Performance Evaluation Of Correlation Energy Filter Based Lip Biometric

DOI : 10.17577/IJERTV1IS8057

Download Full-Text PDF Cite this Publication

Text Only Version

Performance Evaluation Of Correlation Energy Filter Based Lip Biometric

M Haider Mehraj, Ajaz Hussain Mir

1(Department of Electronics and Communication Engineering, College of Engineering and Technology, Baba Ghulam Shah Badshah University,Rajouri,India )

2( Department of Electronics and communication Engineering, National Institute Of Technology, Srinagar, India.)


In this paper identification is carried out using correlation energy filter and then using relative operating characteristics (ROC) and recognition time as performance metric for lip biometric. Correlation energy filter evolves from matched filters which are optimal for detecting a known reference image in the presence of additive white Gaussian noise. Correlation filters are attractive because of their characteristics such as shift-invariant, close form expression and high discrimination ability. Therefore, executing correlation filters provides an ideal application for the recognition process. The evaluation of this approach is carried out using relative operating characteristics curve and recognition time as metric on a digit database. The relative operating characteristics is a good approach for determining optimal system operating point whilst minimizing the false acceptance rate.

Keywords: AUROC; Correlation Energy Filter; Lip Biometric; Recognition; ROC.

  1. Introduction

    Biometrics parameters like face, lips, iris and other various parameters are being used for individual identification and verification, recent works in field has enabled similar recognition for various states or expressions automatically. Lip is one of the most important benchmark and advance parameter used for individual recognition of its varying postures [1].

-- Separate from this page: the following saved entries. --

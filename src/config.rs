//! Catalog location settings
//!
//! The database lives in the user's data directory by default:
//! - Linux: ~/.local/share/photo-albums/catalog.db
//! - macOS: ~/Library/Application Support/photo-albums/catalog.db
//! - Windows: %APPDATA%\photo-albums\catalog.db

use std::io;
use std::path::{Path, PathBuf};

use crate::error::{CatalogError, CatalogResult};
use crate::state::library::CatalogStore;

/// Overrides the data directory
pub const DATA_DIR_ENV: &str = "PHOTO_ALBUMS_DATA_DIR";
/// Folder of images used to seed the `stock` account on first run
pub const STOCK_DIR_ENV: &str = "PHOTO_ALBUMS_STOCK_DIR";

const APP_DIR: &str = "photo-albums";
const DATABASE_FILE: &str = "catalog.db";

#[derive(Debug, Clone, PartialEq, Eq)]
pub struct StoreConfig {
    pub data_dir: PathBuf,
    pub stock_dir: Option<PathBuf>,
}

impl StoreConfig {
    pub fn with_data_dir(data_dir: impl Into<PathBuf>) -> Self {
        Self {
            data_dir: data_dir.into(),
            stock_dir: None,
        }
    }

    /// Resolve settings from the process environment
    pub fn from_env() -> CatalogResult<Self> {
        Self::from_lookup(|key| std::env::var(key).ok())
    }

    /// Resolve settings from any variable source
    pub fn from_lookup<F>(lookup: F) -> CatalogResult<Self>
    where
        F: Fn(&str) -> Option<String>,
    {
        let data_dir = match non_empty(lookup(DATA_DIR_ENV)) {
            Some(dir) => PathBuf::from(dir),
            None => default_data_dir()?,
        };
        Ok(Self {
            data_dir,
            stock_dir: non_empty(lookup(STOCK_DIR_ENV)).map(PathBuf::from),
        })
    }

    pub fn database_path(&self) -> PathBuf {
        self.data_dir.join(DATABASE_FILE)
    }

    pub fn open_store(&self) -> CatalogResult<CatalogStore> {
        CatalogStore::open(&self.database_path())
    }

    pub fn stock_dir(&self) -> Option<&Path> {
        self.stock_dir.as_deref()
    }
}

fn non_empty(value: Option<String>) -> Option<String> {
    value.filter(|v| !v.trim().is_empty())
}

fn default_data_dir() -> CatalogResult<PathBuf> {
    let mut path = dirs::data_dir()
        .or_else(dirs::home_dir)
        .ok_or_else(|| {
            CatalogError::Io(io::Error::new(
                io::ErrorKind::NotFound,
                "could not determine user data directory",
            ))
        })?;
    path.push(APP_DIR);
    Ok(path)
}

    Lips can be represented as an image of size p x q pixels and further can be represented by a vector in

    p.q dimension space. In practical applications lip as parameters for identifying individuals outperform other biometrics [2]. Images may be acquired from the distance without the knowledge of examined person. Lips biometrics is anatomical i.e. better results are expected than other behavioral biometrics. They are usually visible, may be implemented in hybrid face or voice recognition system.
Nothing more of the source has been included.